Whatever I have, just take it away. i hate any kind of feeling right now. Plain hurt to even think about tomorrow. I hate it. Fuck it. Fuck it to a maximum and fuck it like there's no more tomorrow.
I am fed up this time. I dunno what's wrong with my result. I supposedly quite confidence with my physics, I thought it's going to be a good one. At least, I thought I can get more than that, at least an As.
65. what-the-fuck-65.
B. what-the-hell-B.
Wei Lun get 93. And he still not satisfied with his result.
I think I can just go and jump off the cliff.
Not like I didn't study hard. Maybe I didn't study smart. Maybe I was too nervous. Maybe I made lot's of stupid fucking mistakes. Or maybe, I was plain stupid. brainless. simply fathead.
I can't think of anything worse than being me myself at this moment.
People study for a time. and I took forever to memorize a fucking simply equation. What's the fucking stupid brain I am having right now??? I try to squeeze my brain for some idiot answer. But I think I have no brain, so I hav nothing to squeeze too.
I am fucking useless. Plain useless dump shit.
I can't think of a fucking way to comfort myself. Let's see...if there's a will, there's a way?? Or maybe U see it, U do it, U get it???
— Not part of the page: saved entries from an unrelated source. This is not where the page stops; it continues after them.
//! Configuration system.
//!
//! Loads arena configuration from JSON strings/files. Every field has a
//! default, so a partial file only overrides what it names.

use std::path::Path;

use anyhow::Context;
use serde::{Deserialize, Serialize};

use crate::{manager::SimulationRules, math::IVec2, rules::ArenaBounds};

/// Root configuration shared by client/relay.
#[derive(Debug, Clone, Serialize, Deserialize)]
pub struct ArenaConfig {
    /// Relay address, e.g. `127.0.0.1:40000`. The relay binds it, clients send to it.
    #[serde(default = "default_relay_addr")]
    pub relay_addr: String,
    /// Target frames per second of the simulation loop.
    #[serde(default = "default_target_fps")]
    pub target_fps: u32,
    /// Arena width and height in pixels.
    #[serde(default = "default_arena")]
    pub arena: ArenaBounds,
    /// Multiplier of the frame-rate scale `game_speed_factor / fps`.
    #[serde(default = "default_game_speed_factor")]
    pub game_speed_factor: f32,
    /// Movement impulse per key press, before frame-rate scaling.
    #[serde(default = "default_speed")]
    pub speed: f32,
    #[serde(default = "default_max_speed")]
    pub max_speed: f32,
    #[serde(default = "default_falloff")]
    pub falloff: f32,
    /// Force queue depth of the player entity.
    #[serde(default = "default_player_stack_depth")]
    pub player_stack_depth: usize,
    /// Frames a dead entity lingers. Derived from `target_fps` when absent.
    #[serde(default)]
    pub death_delay_frames: Option<u64>,
    /// Collision box size of every sprite.
    #[serde(default = "default_sprite_size")]
    pub sprite_size: IVec2,
    #[serde(default)]
    pub bullet: BulletConfig,
    /// Whether dead entities keep blocking alive ones until removed.
    #[serde(default)]
    pub dead_entities_collide: bool,
    /// Whether summon/kill run an extra simulation tick.
    #[serde(default = "default_true")]
    pub tick_on_summon_and_kill: bool,
}

/// Bullet tuning.
#[derive(Debug, Clone, Serialize, Deserialize)]
pub struct BulletConfig {
    /// Launch speed (upwards) before frame-rate scaling.
    #[serde(default = "default_bullet_speed")]
    pub speed: f32,
    /// Max speed of the launch impulse.
    #[serde(default = "default_bullet_impulse_max_speed")]
    pub impulse_max_speed: f32,
    /// Max speed of the bullet entity itself.
    #[serde(default = "default_bullet_max_speed")]
    pub max_speed: f32,
    #[serde(default = "default_bullet_stack_depth")]
    pub stack_depth: usize,
    /// Seconds between shots.
    #[serde(default = "default_bullet_cooldown")]
    pub cooldown_secs: f32,
}

fn default_relay_addr() -> String {
    "127.0.0.1:40000".to_string()
}

fn default_target_fps() -> u32 {
    144
}

fn default_arena() -> ArenaBounds {
    ArenaBounds::new(800.0, 800.0)
}

fn default_game_speed_factor() -> f32 {
    1000.0
}

fn default_speed() -> f32 {
    0.2
}

fn default_max_speed() -> f32 {
    5.0
}

fn default_falloff() -> f32 {
    0.1
}

fn default_player_stack_depth() -> usize {
    1
}

fn default_sprite_size() -> IVec2 {
    IVec2::new(32, 32)
}

fn default_true() -> bool {
    true
}

fn default_bullet_speed() -> f32 {
    2.0
}

fn default_bullet_impulse_max_speed() -> f32 {
    6.0
}

fn default_bullet_max_speed() -> f32 {
    4.0
}

fn default_bullet_stack_depth() -> usize {
    2
}

fn default_bullet_cooldown() -> f32 {
    0.15
}

impl Default for BulletConfig {
    fn default() -> Self {
        Self {
            speed: default_bullet_speed(),
            impulse_max_speed: default_bullet_impulse_max_speed(),
            max_speed: default_bullet_max_speed(),
            stack_depth: default_bullet_stack_depth(),
            cooldown_secs: default_bullet_cooldown(),
        }
    }
}

impl Default for ArenaConfig {
    fn default() -> Self {
        Self {
            relay_addr: default_relay_addr(),
            target_fps: default_target_fps(),
            arena: default_arena(),
            game_speed_factor: default_game_speed_factor(),
            speed: default_speed(),
            max_speed: default_max_speed(),
            falloff: default_falloff(),
            player_stack_depth: default_player_stack_depth(),
            death_delay_frames: None,
            sprite_size: default_sprite_size(),
            bullet: BulletConfig::default(),
            dead_entities_collide: false,
            tick_on_summon_and_kill: default_true(),
        }
    }
}

impl ArenaConfig {
    /// Parses config from JSON.
    pub fn from_json_str(s: &str) -> serde_json::Result<Self> {
        serde_json::from_str(s)
    }

    /// Reads and parses a JSON config file.
    pub fn load(path: &Path) -> anyhow::Result<Self> {
        let contents = std::fs::read_to_string(path)
            .with_context(|| format!("read config {}", path.display()))?;
        Self::from_json_str(&contents).with_context(|| format!("parse config {}", path.display()))
    }

    /// Half a second worth of frames unless set explicitly.
    pub fn death_delay(&self) -> u64 {
        self.death_delay_frames
            .unwrap_or_else(|| (self.target_fps as f32 * 0.5).round() as u64)
    }

    /// Frames between two shots, never zero.
    pub fn shot_interval(&self) -> u64 {
        ((self.target_fps as f32 * self.bullet.cooldown_secs).round() as u64).max(1)
    }

    pub fn simulation_rules(&self) -> SimulationRules {
        SimulationRules {
            death_delay: self.death_delay(),
            dead_entities_collide: self.dead_entities_collide,
            tick_on_summon_and_kill: self.tick_on_summon_and_kill,
        }
    }
}
//! `blastar_client`
//!
//! Client-side systems:
//! - Input mapping from held keys to frame-rate-scaled impulses
//! - The local arena session (player, bullets, offline enemy)
//! - Relay connection and peer synchronization

pub mod client;
pub mod game;
pub mod input;
pub mod sync;

pub use client::GameClient;
pub use game::Game;
//! `blastar_relay`
//!
//! Stateless fan-out relay for arena clients:
//! - One UDP socket, no handshake
//! - Clients are identified by source address and numbered on first contact
//! - Every datagram goes to every other known client, prefixed with the
//!   sender's index

pub mod relay;

pub use relay::RelayServer;
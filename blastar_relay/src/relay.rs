//! Relay implementation.
//!
//! The relay has no game knowledge. It remembers the source address of every
//! datagram it has seen, gives each new address the next one-byte index, and
//! forwards every datagram to all other known addresses with the sender's
//! index prepended.
//!
//! Delivery notes:
//! - Best effort. A failed send to one recipient is logged and skipped.
//! - The sender never receives its own datagram back.
//! - Indices are never reused; at most 256 clients are ever admitted.

use std::{
    collections::HashMap,
    net::{Ipv4Addr, SocketAddr},
};

use anyhow::Context;
use blastar_shared::{
    config::ArenaConfig,
    net::{relay_frame, MAX_DATAGRAM},
};
use bytes::Bytes;
use tokio::net::UdpSocket;
use tracing::{debug, info, warn};

/// Binds a relay on an ephemeral localhost port and returns a config
/// pointing clients at it.
pub async fn bind_ephemeral() -> anyhow::Result<(RelayServer, ArenaConfig)> {
    let relay = RelayServer::bind(SocketAddr::from((Ipv4Addr::LOCALHOST, 0))).await?;
    let cfg = ArenaConfig {
        relay_addr: relay.local_addr()?.to_string(),
        ..ArenaConfig::default()
    };
    Ok((relay, cfg))
}

/// Number of distinct sender indices.
pub const MAX_CLIENTS: usize = u8::MAX as usize + 1;

/// Known client addresses in arrival order.
#[derive(Debug, Default)]
pub struct ClientRegistry {
    indices: HashMap<SocketAddr, u8>,
    order: Vec<SocketAddr>,
}

impl ClientRegistry {
    pub fn new() -> Self {
        Self::default()
    }

    /// Index of `addr`, assigning the next free one on first contact.
    /// `None` once every index is taken.
    pub fn register(&mut self, addr: SocketAddr) -> Option<u8> {
        if let Some(&index) = self.indices.get(&addr) {
            return Some(index);
        }
        let index = u8::try_from(self.order.len()).ok()?;
        self.indices.insert(addr, index);
        self.order.push(addr);
        info!(%addr, index, "Client connected");
        Some(index)
    }

    pub fn index_of(&self, addr: &SocketAddr) -> Option<u8> {
        self.indices.get(addr).copied()
    }

    pub fn len(&self) -> usize {
        self.order.len()
    }

    pub fn is_empty(&self) -> bool {
        self.order.is_empty()
    }

    /// Every known address except `from`, in arrival order.
    pub fn recipients(&self, from: SocketAddr) -> impl Iterator<Item = SocketAddr> + '_ {
        self.order.iter().copied().filter(move |addr| *addr != from)
    }

    pub fn iter(&self) -> impl Iterator<Item = (u8, SocketAddr)> + '_ {
        self.order
            .iter()
            .enumerate()
            .map(|(index, addr)| (index as u8, *addr))
    }
}

/// A framed datagram and where it must go.
#[derive(Debug, Clone, PartialEq, Eq)]
pub struct FanOut {
    pub sender: u8,
    pub frame: Bytes,
    pub recipients: Vec<SocketAddr>,
}

/// Registers `from` and plans delivery of `payload` to everyone else.
///
/// `None` when the registry is full and `from` is a stranger.
pub fn fan_out(registry: &mut ClientRegistry, from: SocketAddr, payload: &[u8]) -> Option<FanOut> {
    let sender = registry.register(from)?;
    Some(FanOut {
        sender,
        frame: relay_frame(sender, payload),
        recipients: registry.recipients(from).collect(),
    })
}

/// Counters shown by the `status` console command.
#[derive(Debug, Default, Clone, Copy, PartialEq, Eq)]
pub struct RelayStats {
    pub received: u64,
    pub forwarded: u64,
    pub send_failures: u64,
    pub rejected: u64,
}

/// What happened to one received datagram.
#[derive(Debug, Clone, Copy, PartialEq, Eq)]
pub enum RelayOutcome {
    Forwarded { sender: u8, delivered: usize },
    Rejected,
}

/// UDP relay server.
pub struct RelayServer {
    socket: UdpSocket,
    registry: ClientRegistry,
    stats: RelayStats,
}

impl RelayServer {
    pub async fn bind(addr: SocketAddr) -> anyhow::Result<Self> {
        let socket = UdpSocket::bind(addr)
            .await
            .with_context(|| format!("bind relay socket {addr}"))?;
        info!(addr = %socket.local_addr()?, "Relay listening");
        Ok(Self {
            socket,
            registry: ClientRegistry::new(),
            stats: RelayStats::default(),
        })
    }

    pub fn local_addr(&self) -> anyhow::Result<SocketAddr> {
        Ok(self.socket.local_addr()?)
    }

    pub fn registry(&self) -> &ClientRegistry {
        &self.registry
    }

    pub fn stats(&self) -> RelayStats {
        self.stats
    }

    /// Waits for the next datagram. Cancel safe.
    pub async fn recv(&self) -> anyhow::Result<(SocketAddr, Bytes)> {
        let mut buf = [0u8; MAX_DATAGRAM];
        let (n, from) = self
            .socket
            .recv_from(&mut buf)
            .await
            .context("relay recv")?;
        Ok((from, Bytes::copy_from_slice(&buf[..n])))
    }

    /// Forwards one datagram from `from` to every other known client.
    pub async fn forward(&mut self, from: SocketAddr, payload: &[u8]) -> RelayOutcome {
        self.stats.received += 1;
        let Some(plan) = fan_out(&mut self.registry, from, payload) else {
            self.stats.rejected += 1;
            warn!(%from, "Registry full, datagram dropped");
            return RelayOutcome::Rejected;
        };

        let mut delivered = 0;
        for &to in &plan.recipients {
            match self.socket.send_to(&plan.frame, to).await {
                Ok(_) => delivered += 1,
                Err(e) => {
                    self.stats.send_failures += 1;
                    warn!(%to, error = %e, "Relay send failed");
                }
            }
        }
        self.stats.forwarded += delivered as u64;
        debug!(sender = plan.sender, len = payload.len(), delivered, "Relayed");
        RelayOutcome::Forwarded {
            sender: plan.sender,
            delivered,
        }
    }

    /// Receives and forwards a single datagram.
    pub async fn relay_one(&mut self) -> anyhow::Result<RelayOutcome> {
        let (from, payload) = self.recv().await?;
        Ok(self.forward(from, &payload).await)
    }

    /// Relays until the task is cancelled. Receive errors are logged and
    /// the loop keeps going.
    pub async fn run(&mut self) {
        loop {
            if let Err(e) = self.relay_one().await {
                warn!(error = %e, "Relay receive failed");
            }
        }
    }

    /// Human-readable status lines for the console.
    pub fn status(&self) -> Vec<String> {
        let mut out = vec![
            format!("Clients: {}", self.registry.len()),
            format!(
                "Datagrams: {} received, {} forwarded, {} send failures, {} rejected",
                self.stats.received,
                self.stats.forwarded,
                self.stats.send_failures,
                self.stats.rejected
            ),
        ];
        out.extend(
            self.registry
                .iter()
                .map(|(index, addr)| format!("  [{index}] {addr}")),
        );
        out
    }
}

#[cfg(test)]
mod tests {
    use super::*;

    fn addr(port: u16) -> SocketAddr {
        SocketAddr::from(([127, 0, 0, 1], port))
    }

    #[test]
    fn indices_follow_first_contact() {
        let mut reg = ClientRegistry::new();
        assert_eq!(reg.register(addr(1000)), Some(0));
        assert_eq!(reg.register(addr(1001)), Some(1));
        assert_eq!(reg.register(addr(1000)), Some(0));
        assert_eq!(reg.len(), 2);
        assert_eq!(reg.index_of(&addr(1001)), Some(1));
    }

    #[test]
    fn fan_out_skips_the_sender() {
        let mut reg = ClientRegistry::new();
        reg.register(addr(1));
        reg.register(addr(2));
        reg.register(addr(3));

        let plan = fan_out(&mut reg, addr(2), &[1, 9, 9]).unwrap();
        assert_eq!(plan.sender, 1);
        assert_eq!(&plan.frame[..], &[1, 1, 9, 9]);
        assert_eq!(plan.recipients, vec![addr(1), addr(3)]);
    }

    #[test]
    fn first_datagram_registers_and_reaches_nobody() {
        let mut reg = ClientRegistry::new();
        let plan = fan_out(&mut reg, addr(7), &[0]).unwrap();
        assert_eq!(plan.sender, 0);
        assert!(plan.recipients.is_empty());
        assert_eq!(reg.len(), 1);
    }

    #[test]
    fn registry_stops_at_256_clients() {
        let mut reg = ClientRegistry::new();
        for port in 0..MAX_CLIENTS as u16 {
            assert!(reg.register(addr(10_000 + port)).is_some());
        }
        assert_eq!(reg.register(addr(10_000 + 255)), Some(255));
        assert_eq!(reg.register(addr(20_000)), None);
        assert!(fan_out(&mut reg, addr(20_000), &[0]).is_none());
        assert_eq!(reg.len(), MAX_CLIENTS);
    }

    #[tokio::test]
    async fn forward_delivers_to_others_only() {
        let mut relay = RelayServer::bind(addr(0)).await.unwrap();
        let relay_addr = relay.local_addr().unwrap();

        let a = UdpSocket::bind(addr(0)).await.unwrap();
        let b = UdpSocket::bind(addr(0)).await.unwrap();

        a.send_to(&[0, 1], relay_addr).await.unwrap();
        assert_eq!(
            relay.relay_one().await.unwrap(),
            RelayOutcome::Forwarded {
                sender: 0,
                delivered: 0
            }
        );

        b.send_to(&[1, 2, 3], relay_addr).await.unwrap();
        assert_eq!(
            relay.relay_one().await.unwrap(),
            RelayOutcome::Forwarded {
                sender: 1,
                delivered: 1
            }
        );

        let mut buf = [0u8; 16];
        let (n, from) = a.recv_from(&mut buf).await.unwrap();
        assert_eq!(from, relay_addr);
        assert_eq!(&buf[..n], &[1, 1, 2, 3]);
        assert_eq!(relay.stats().forwarded, 1);
    }
}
Haha, go to hell for whoever create such fucking idiot saying or whatever, cuz I can't see any point for having these. I bet, those who say these are people who never taste the bitterness of failure. Or in other words, they are the successer -- all-time-successer. Fuck them all to the hell. Let's put them in my shoe now, and they will see where's the fucking way they are mentioning, or where is the fucking thing that they promised us for what we will get.
U mothersucker. I wish U can see my post in here: Anderson-adon.blogspot.com
Yea, U is for those say these words. Not anyone else. U.
I work fucking hard in every day in my fucking life. I get nothing. Plain frustration and anger is what I got. So what??? Did it change anything???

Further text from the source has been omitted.